─── Information provided ───

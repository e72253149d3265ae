use folio_core::{FixtureStore, FolioConfig};
use miette::Result;

use crate::output::Output;

pub async fn show(config: &FolioConfig) -> Result<()> {
    let output = Output::new();
    let fixtures = FixtureStore::new(config.site.assets.clone());
    let cards = fixtures.about_cards().await;

    if cards.is_empty() {
        output.warning("No about cards found");
        return Ok(());
    }

    for card in cards.iter() {
        output.section(&card.title);
        for item in &card.items {
            output.list_item(item);
        }
    }

    Ok(())
}
use std::sync::atomic::{AtomicU64, Ordering};
use std::sync::{Arc, Weak};

use parking_lot::Mutex;
use tracing::trace;

use super::Tone;
use crate::markup::Markup;

/// Anything that can display status lines
pub trait LogSink: Send + Sync {
    fn log(&self, text: Markup, tone: Tone);
}

type Slot = Mutex<Option<(u64, Arc<dyn LogSink>)>>;

/// Single-slot publish/subscribe log handle.
///
/// Publishers hold a clone and call [`LogSlot::log`]. At most one sink is
/// subscribed at a time; the latest subscription replaces the previous one.
/// With no sink attached, lines are dropped.
#[derive(Clone, Default)]
pub struct LogSlot {
    slot: Arc<Slot>,
    next_id: Arc<AtomicU64>,
}

impl LogSlot {
    pub fn new() -> Self {
        Self::default()
    }

    pub fn log(&self, text: impl Into<Markup>, tone: Tone) {
        let text = text.into();
        // Release the lock before calling out; a sink may publish again.
        let sink = self.slot.lock().as_ref().map(|(_, sink)| sink.clone());
        match sink {
            Some(sink) => sink.log(text, tone),
            None => trace!("no log subscriber, dropping {:?}", text.plain_text()),
        }
    }

    /// Install `sink`. Dropping the returned subscription detaches it, unless a
    /// newer subscription has replaced it in the meantime.
    #[must_use = "the sink is detached when the subscription is dropped"]
    pub fn subscribe(&self, sink: Arc<dyn LogSink>) -> LogSubscription {
        let id = self.next_id.fetch_add(1, Ordering::SeqCst);
        *self.slot.lock() = Some((id, sink));
        LogSubscription {
            slot: Arc::downgrade(&self.slot),
            id,
        }
    }

    pub fn has_subscriber(&self) -> bool {
        self.slot.lock().is_some()
    }
}

impl std::fmt::Debug for LogSlot {
    fn fmt(&self, f: &mut std::fmt::Formatter<'_>) -> std::fmt::Result {
        f.debug_struct("LogSlot")
            .field("has_subscriber", &self.has_subscriber())
            .finish()
    }
}

#[derive(Debug)]
pub struct LogSubscription {
    slot: Weak<Slot>,
    id: u64,
}

impl LogSubscription {
    pub fn is_current(&self) -> bool {
        self.slot
            .upgrade()
            .is_some_and(|slot| slot.lock().as_ref().is_some_and(|(id, _)| *id == self.id))
    }
}

impl Drop for LogSubscription {
    fn drop(&mut self) {
        if let Some(slot) = self.slot.upgrade() {
            let mut slot = slot.lock();
            if slot.as_ref().is_some_and(|(id, _)| *id == self.id) {
                *slot = None;
            }
        }
    }
}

───

Work to complete —
Go through the entries above and restate each one exactly.

Reply —
repository e72253149d3265ae
use folio_core::{FixtureStore, FolioConfig};
use miette::Result;

use crate::output::Output;

pub async fn show(config: &FolioConfig) -> Result<()> {
    let output = Output::new();
    let fixtures = FixtureStore::new(config.site.assets.clone());
    let cards = fixtures.about_cards().await;

    if cards.is_empty() {
        output.warning("No about cards found");
        return Ok(());
    }

    for card in cards.iter() {
        output.section(&card.title);
        for item in &card.items {
            output.list_item(item);
        }
    }

    Ok(())
}
use std::sync::atomic::{AtomicU64, Ordering};
use std::sync::{Arc, Weak};

use parking_lot::Mutex;
use tracing::trace;

use super::Tone;
use crate::markup::Markup;

/// Anything that can display status lines
pub trait LogSink: Send + Sync {
    fn log(&self, text: Markup, tone: Tone);
}

type Slot = Mutex<Option<(u64, Arc<dyn LogSink>)>>;

/// Single-slot publish/subscribe log handle.
///
/// Publishers hold a clone and call [`LogSlot::log`]. At most one sink is
/// subscribed at a time; the latest subscription replaces the previous one.
/// With no sink attached, lines are dropped.
#[derive(Clone, Default)]
pub struct LogSlot {
    slot: Arc<Slot>,
    next_id: Arc<AtomicU64>,
}

impl LogSlot {
    pub fn new() -> Self {
        Self::default()
    }

    pub fn log(&self, text: impl Into<Markup>, tone: Tone) {
        let text = text.into();
        // Release the lock before calling out; a sink may publish again.
        let sink = self.slot.lock().as_ref().map(|(_, sink)| sink.clone());
        match sink {
            Some(sink) => sink.log(text, tone),
            None => trace!("no log subscriber, dropping {:?}", text.plain_text()),
        }
    }

    /// Install `sink`. Dropping the returned subscription detaches it, unless a
    /// newer subscription has replaced it in the meantime.
    #[must_use = "the sink is detached when the subscription is dropped"]
    pub fn subscribe(&self, sink: Arc<dyn LogSink>) -> LogSubscription {
        let id = self.next_id.fetch_add(1, Ordering::SeqCst);
        *self.slot.lock() = Some((id, sink));
        LogSubscription {
            slot: Arc::downgrade(&self.slot),
            id,
        }
    }

    pub fn has_subscriber(&self) -> bool {
        self.slot.lock().is_some()
    }
}

impl std::fmt::Debug for LogSlot {
    fn fmt(&self, f: &mut std::fmt::Formatter<'_>) -> std::fmt::Result {
        f.debug_struct("LogSlot")
            .field("has_subscriber", &self.has_subscriber())
            .finish()
    }
}

#[derive(Debug)]
pub struct LogSubscription {
    slot: Weak<Slot>,
    id: u64,
}

impl LogSubscription {
    pub fn is_current(&self) -> bool {
        self.slot
            .upgrade()
            .is_some_and(|slot| slot.lock().as_ref().is_some_and(|(id, _)| *id == self.id))
    }
}

impl Drop for LogSubscription {
    fn drop(&mut self) {
        if let Some(slot) = self.slot.upgrade() {
            let mut slot = slot.lock();
            if slot.as_ref().is_some_and(|(id, _)| *id == self.id) {
                *slot = None;
            }
        }
    }
}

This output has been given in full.